■ Aim of the exercise
Use the entries below and reproduce exactly the lines from the one containing "sort(records, state.key, state.direction)" down to the one containing "empty table is", both of them included.
### Data for processing
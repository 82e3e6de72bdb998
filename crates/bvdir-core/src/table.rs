//! Table projection: sort state, stable sorting and the row view model.

use std::str::FromStr;

use serde::{Deserialize, Serialize};

use crate::collate;
use crate::error::ParseError;
use crate::providers::ProviderRecord;

/// Shown in place of the table when the filtered set is empty.
pub const EMPTY_MESSAGE: &str = "No providers match your filters";

/// Locations shown in a row before the remainder collapses into `+N`.
const MAX_ROW_LOCATIONS: usize = 3;
/// Features shown in a row; the detail view lists them all.
const MAX_ROW_FEATURES: usize = 3;

/// A sortable column.
#[derive(Debug, Clone, Copy, Default, PartialEq, Eq, Serialize, Deserialize)]
#[serde(rename_all = "lowercase")]
pub enum SortKey {
    #[default]
    Name,
    Categories,
    Regions,
    Locations,
    Payments,
}

impl SortKey {
    pub const ALL: [SortKey; 5] = [
        SortKey::Name,
        SortKey::Categories,
        SortKey::Regions,
        SortKey::Locations,
        SortKey::Payments,
    ];

    /// Column header text.
    #[must_use]
    pub fn label(self) -> &'static str {
        match self {
            SortKey::Name => "Name",
            SortKey::Categories => "Category",
            SortKey::Regions => "Region",
            SortKey::Locations => "Locations",
            SortKey::Payments => "Payments",
        }
    }

    /// The string a record is ordered by under this key.
    ///
    /// Tag keys join the stored order with `","`, so `["VPS","Domain"]` and
    /// `["Domain","VPS"]` sort differently.
    #[must_use]
    pub fn sort_value(self, record: &ProviderRecord) -> String {
        match self {
            SortKey::Name => record.name.to_lowercase(),
            SortKey::Categories => record.categories.join(","),
            SortKey::Regions => record.regions.join(","),
            SortKey::Locations => record.locations.join(","),
            SortKey::Payments => record.payments.join(","),
        }
    }
}

impl FromStr for SortKey {
    type Err = ParseError;

    fn from_str(s: &str) -> Result<Self, Self::Err> {
        match s.trim().to_lowercase().as_str() {
            "name" => Ok(SortKey::Name),
            "categories" | "category" => Ok(SortKey::Categories),
            "regions" | "region" => Ok(SortKey::Regions),
            "locations" | "location" => Ok(SortKey::Locations),
            "payments" | "payment" => Ok(SortKey::Payments),
            _ => Err(ParseError::SortKey(s.to_string())),
        }
    }
}

impl std::fmt::Display for SortKey {
    fn fmt(&self, f: &mut std::fmt::Formatter<'_>) -> std::fmt::Result {
        let s = match self {
            SortKey::Name => "name",
            SortKey::Categories => "categories",
            SortKey::Regions => "regions",
            SortKey::Locations => "locations",
            SortKey::Payments => "payments",
        };
        f.write_str(s)
    }
}

#[derive(Debug, Clone, Copy, Default, PartialEq, Eq, Serialize, Deserialize)]
#[serde(rename_all = "lowercase")]
pub enum SortDirection {
    #[default]
    Asc,
    Desc,
}

impl SortDirection {
    #[must_use]
    pub fn flipped(self) -> Self {
        match self {
            SortDirection::Asc => SortDirection::Desc,
            SortDirection::Desc => SortDirection::Asc,
        }
    }

    /// Header arrow for the active column.
    #[must_use]
    pub fn arrow(self) -> char {
        match self {
            SortDirection::Asc => '\u{2191}',
            SortDirection::Desc => '\u{2193}',
        }
    }
}

/// Active sort column and direction. Defaults to name ascending.
#[derive(Debug, Clone, Copy, Default, PartialEq, Eq, Serialize, Deserialize)]
pub struct SortState {
    pub key: SortKey,
    pub direction: SortDirection,
}

impl SortState {
    /// Header click: the active key flips direction, any other key becomes
    /// active in ascending order.
    #[must_use]
    pub fn toggle(self, key: SortKey) -> Self {
        if self.key == key {
            Self {
                key,
                direction: self.direction.flipped(),
            }
        } else {
            Self {
                key,
                direction: SortDirection::Asc,
            }
        }
    }

    /// Header text for `key`, with an arrow when it is the active column.
    #[must_use]
    pub fn header(&self, key: SortKey) -> String {
        if self.key == key {
            format!("{} {}", key.label(), self.direction.arrow())
        } else {
            key.label().to_string()
        }
    }
}

/// Stable sort of `records` by `key`.
///
/// Descending negates the comparison instead of reversing the output, so rows
/// with equal keys keep their input order in both directions.
#[must_use]
pub fn sort<'a>(
    records: &[&'a ProviderRecord],
    key: SortKey,
    direction: SortDirection,
) -> Vec<&'a ProviderRecord> {
    let mut keyed: Vec<(String, &'a ProviderRecord)> = records
        .iter()
        .map(|record| (key.sort_value(record), *record))
        .collect();

    keyed.sort_by(|(a, _), (b, _)| {
        let ord = collate::compare(a, b);
        match direction {
            SortDirection::Asc => ord,
            SortDirection::Desc => ord.reverse(),
        }
    });

    keyed.into_iter().map(|(_, record)| record).collect()
}

/// Shorthand for sorting with a [`SortState`].
#[must_use]
pub fn sort_by_state<'a>(records: &[&'a ProviderRecord], state: SortState) -> Vec<&'a ProviderRecord> {
    sort(records, state.key, state.direction)
}

/// One rendered table row.
#[derive(Debug, Clone, PartialEq)]
pub struct TableRow<'a> {
    pub provider: &'a ProviderRecord,
    pub name: String,
    pub url: String,
    pub categories: Vec<String>,
    pub regions: String,
    /// At most three locations, then ` +N` for the rest.
    pub locations: String,
    /// Every location; the hover title of the locations cell.
    pub locations_title: String,
    pub payments: Vec<String>,
    pub tor_badge: bool,
    pub features: Vec<String>,
}

impl<'a> TableRow<'a> {
    #[must_use]
    pub fn from_provider(provider: &'a ProviderRecord) -> Self {
        Self {
            provider,
            name: provider.name.clone(),
            url: provider.url.clone(),
            categories: provider.categories.clone(),
            regions: provider.regions.join(", "),
            locations: truncated_locations(&provider.locations),
            locations_title: provider.locations_display(),
            payments: provider.payments.clone(),
            tor_badge: provider.tor_friendly,
            features: provider
                .features
                .iter()
                .take(MAX_ROW_FEATURES)
                .cloned()
                .collect(),
        }
    }

    /// Payment badges, with a trailing `Tor` badge for Tor-friendly providers.
    #[must_use]
    pub fn payment_badges(&self) -> Vec<&str> {
        let mut badges: Vec<&str> = self.payments.iter().map(String::as_str).collect();
        if self.tor_badge {
            badges.push("Tor");
        }
        badges
    }
}

fn truncated_locations(locations: &[String]) -> String {
    if locations.len() <= MAX_ROW_LOCATIONS {
        locations.join(", ")
    } else {
        format!(
            "{} +{}",
            locations[..MAX_ROW_LOCATIONS].join(", "),
            locations.len() - MAX_ROW_LOCATIONS
        )
    }
}

/// Either the empty-state message or the sorted rows. An empty table is
/// never rendered.
#[derive(Debug, Clone, PartialEq)]
pub enum TableView<'a> {
    Empty,
    Rows(Vec<TableRow<'a>>),
}

impl<'a> TableView<'a> {
    /// Sort the filtered records by `state` and build their rows.
    #[must_use]
    pub fn build(records: &[&'a ProviderRecord], state: SortState) -> Self {
        if records.is_empty() {
            return TableView::Empty;
        }
        let rows = sort_by_state(records, state)
            .into_iter()
            .map(TableRow::from_provider)
            .collect();
        TableView::Rows(rows)
    }

    #[must_use]
    pub fn rows(&self) -> &[TableRow<'a>] {
        match self {
            TableView::Empty => &[],
            TableView::Rows(rows) => rows,
        }
    }

    /// The empty-state message, if this view is empty.
    #[must_use]
    pub fn message(&self) -> Option<&'static str> {
        match self {
            TableView::Empty => Some(EMPTY_MESSAGE),
            TableView::Rows(_) => None,
        }
    }
}

#[cfg(test)]
#[path = "table_test.rs"]
mod tests;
######
■ Worked solution
    sort(records, state.key, state.direction)
}

/// One rendered table row.
#[derive(Debug, Clone, PartialEq)]
pub struct TableRow<'a> {
    pub provider: &'a ProviderRecord,
    pub name: String,
    pub url: String,
    pub categories: Vec<String>,
    pub regions: String,
    /// At most three locations, then ` +N` for the rest.
    pub locations: String,
    /// Every location; the hover title of the locations cell.
    pub locations_title: String,
    pub payments: Vec<String>,
    pub tor_badge: bool,
    pub features: Vec<String>,
}

impl<'a> TableRow<'a> {
    #[must_use]
    pub fn from_provider(provider: &'a ProviderRecord) -> Self {
        Self {
            provider,
            name: provider.name.clone(),
            url: provider.url.clone(),
            categories: provider.categories.clone(),
            regions: provider.regions.join(", "),
            locations: truncated_locations(&provider.locations),
            locations_title: provider.locations_display(),
            payments: provider.payments.clone(),
            tor_badge: provider.tor_friendly,
            features: provider
                .features
                .iter()
                .take(MAX_ROW_FEATURES)
                .cloned()
                .collect(),
        }
    }

    /// Payment badges, with a trailing `Tor` badge for Tor-friendly providers.
    #[must_use]
    pub fn payment_badges(&self) -> Vec<&str> {
        let mut badges: Vec<&str> = self.payments.iter().map(String::as_str).collect();
        if self.tor_badge {
            badges.push("Tor");
        }
        badges
    }
}

fn truncated_locations(locations: &[String]) -> String {
    if locations.len() <= MAX_ROW_LOCATIONS {
        locations.join(", ")
    } else {
        format!(
            "{} +{}",
            locations[..MAX_ROW_LOCATIONS].join(", "),
            locations.len() - MAX_ROW_LOCATIONS
        )
    }
}

/// Either the empty-state message or the sorted rows. An empty table is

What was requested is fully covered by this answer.